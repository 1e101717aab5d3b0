//! Artifact loading and the inference pipeline.
//!
//! The model and the scaler are loaded together, once, before the listener
//! starts. They are only ever exposed as a pair: if either fails to load
//! (or they do not fit together) the bundle holds neither, and every
//! prediction reports the "not loaded" error in-band.

use std::{fmt, path::Path, str::FromStr};

use ndarray::{Array2, Array3};
use tracing::{error, info};

use crate::error::{ArtifactError, PredictError};
use crate::model::LstmRegressor;
use crate::scaler::Scaler;

/// Timesteps per input window.
pub const WINDOW: usize = 5;

/// Features per timestep (temperature, humidity, AQI).
pub const FEATURES: usize = 3;

// ---

/// Where the scaler is applied around the model.
#[derive(Debug, Clone, Copy, PartialEq, Eq)]
pub enum ScalingPolicy {
    /// Feed raw input to the model, inverse-scale its output.
    InverseOutput,
    /// Scale the input rows, return the model output as-is.
    ScaleInput,
}

impl fmt::Display for ScalingPolicy {
    fn fmt(&self, f: &mut fmt::Formatter<'_>) -> fmt::Result {
        match self {
            ScalingPolicy::InverseOutput => f.write_str("inverse_output"),
            ScalingPolicy::ScaleInput => f.write_str("scale_input"),
        }
    }
}

impl FromStr for ScalingPolicy {
    type Err = String;

    fn from_str(s: &str) -> Result<Self, Self::Err> {
        match s {
            "inverse_output" => Ok(ScalingPolicy::InverseOutput),
            "scale_input" => Ok(ScalingPolicy::ScaleInput),
            other => Err(format!(
                "unknown scaling policy '{other}' (expected inverse_output or scale_input)"
            )),
        }
    }
}

/// A model and the scaler it was trained with.
#[derive(Debug)]
pub struct Artifacts {
    model: LstmRegressor,
    scaler: Scaler,
    policy: ScalingPolicy,
    target_feature: usize,
}

impl Artifacts {
    /// Pair a model with a scaler, checking they fit the pipeline.
    pub fn new(
        model: LstmRegressor,
        scaler: Scaler,
        policy: ScalingPolicy,
        target_feature: usize,
    ) -> Result<Self, ArtifactError> {
        // ---
        if model.timesteps() != WINDOW || model.features() != FEATURES {
            return Err(ArtifactError::Incompatible(format!(
                "model input is ({}, {}), expected ({WINDOW}, {FEATURES})",
                model.timesteps(),
                model.features()
            )));
        }

        let n = scaler.n_features();
        match policy {
            ScalingPolicy::ScaleInput if n != FEATURES => {
                return Err(ArtifactError::Incompatible(format!(
                    "scaler has {n} features, input scaling needs {FEATURES}"
                )));
            }
            ScalingPolicy::InverseOutput if n != 1 && target_feature >= n => {
                return Err(ArtifactError::Incompatible(format!(
                    "AQI feature index {target_feature} is outside the scaler's {n} features"
                )));
            }
            _ => {}
        }

        Ok(Self {
            model,
            scaler,
            policy,
            target_feature,
        })
    }

    /// Run one `WINDOW x FEATURES` window through the pipeline.
    pub fn predict(&self, window: &Array2<f32>) -> Result<f64, PredictError> {
        // ---
        if window.dim() != (WINDOW, FEATURES) {
            return Err(PredictError::InvalidShape);
        }

        let rows = match self.policy {
            ScalingPolicy::ScaleInput => self.scaler.transform(window)?,
            ScalingPolicy::InverseOutput => window.clone(),
        };
        let input: Array3<f32> = rows.insert_axis(ndarray::Axis(0));

        let output = self.model.predict(&input)?;
        let raw = output[[0, 0]];

        let value = match self.policy {
            ScalingPolicy::ScaleInput => raw,
            ScalingPolicy::InverseOutput if self.scaler.n_features() == 1 => {
                self.scaler.inverse_transform(&output)?[[0, 0]]
            }
            ScalingPolicy::InverseOutput => self
                .scaler
                .inverse_transform_feature(raw, self.target_feature)?,
        };

        if !value.is_finite() {
            return Err(PredictError::NonFiniteOutput);
        }
        Ok(f64::from(value))
    }
}

/// Process-wide, read-only artifact state shared by every handler.
#[derive(Debug, Default)]
pub struct ArtifactBundle {
    loaded: Option<Artifacts>,
}

impl ArtifactBundle {
    /// A bundle with nothing loaded.
    pub fn unloaded() -> Self {
        Self { loaded: None }
    }

    pub fn from_artifacts(artifacts: Artifacts) -> Self {
        Self {
            loaded: Some(artifacts),
        }
    }

    pub fn model_loaded(&self) -> bool {
        self.loaded.is_some()
    }

    pub fn scaler_loaded(&self) -> bool {
        self.loaded.is_some()
    }

    /// Coerce a request matrix to `f32` and run the pipeline.
    pub fn predict(&self, values: &[Vec<f64>]) -> Result<f64, PredictError> {
        // ---
        let artifacts = self.loaded.as_ref().ok_or(PredictError::NotLoaded)?;

        if values.len() != WINDOW || values.iter().any(|row| row.len() != FEATURES) {
            return Err(PredictError::InvalidShape);
        }

        let flat: Vec<f32> = values.iter().flatten().map(|&v| v as f32).collect();
        if flat.iter().any(|v| !v.is_finite()) {
            return Err(PredictError::NonFiniteInput);
        }
        let window = Array2::from_shape_vec((WINDOW, FEATURES), flat)
            .map_err(|_| PredictError::InvalidShape)?;

        artifacts.predict(&window)
    }
}

/// Load the model and scaler from disk.
///
/// Never fails: any error is logged and yields an unloaded bundle, so a
/// model that loaded is never paired with a scaler that did not.
pub fn load_artifacts(
    model_path: &Path,
    scaler_path: &Path,
    policy: ScalingPolicy,
    target_feature: usize,
) -> ArtifactBundle {
    // ---
    info!("Loading model from {}", model_path.display());

    let result = LstmRegressor::load(model_path).and_then(|model| {
        info!("Loading scaler from {}", scaler_path.display());
        let scaler = Scaler::load(scaler_path)?;
        Artifacts::new(model, scaler, policy, target_feature)
    });

    match result {
        Ok(artifacts) => {
            info!(policy = %policy, "Model and scaler loaded successfully");
            ArtifactBundle::from_artifacts(artifacts)
        }
        Err(e) => {
            error!("Failed to load model or scaler: {}", e);
            ArtifactBundle::unloaded()
        }
    }
}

####

» What the task requires
Can you write out the lines above, from the first one through the one containing "fails to load", exactly as they appear and nothing more?

» Exercise output
repository 1e101717aab5d3b0
//! Artifact loading and the inference pipeline.
//!
//! The model and the scaler are loaded together, once, before the listener
//! starts. They are only ever exposed as a pair: if either fails to load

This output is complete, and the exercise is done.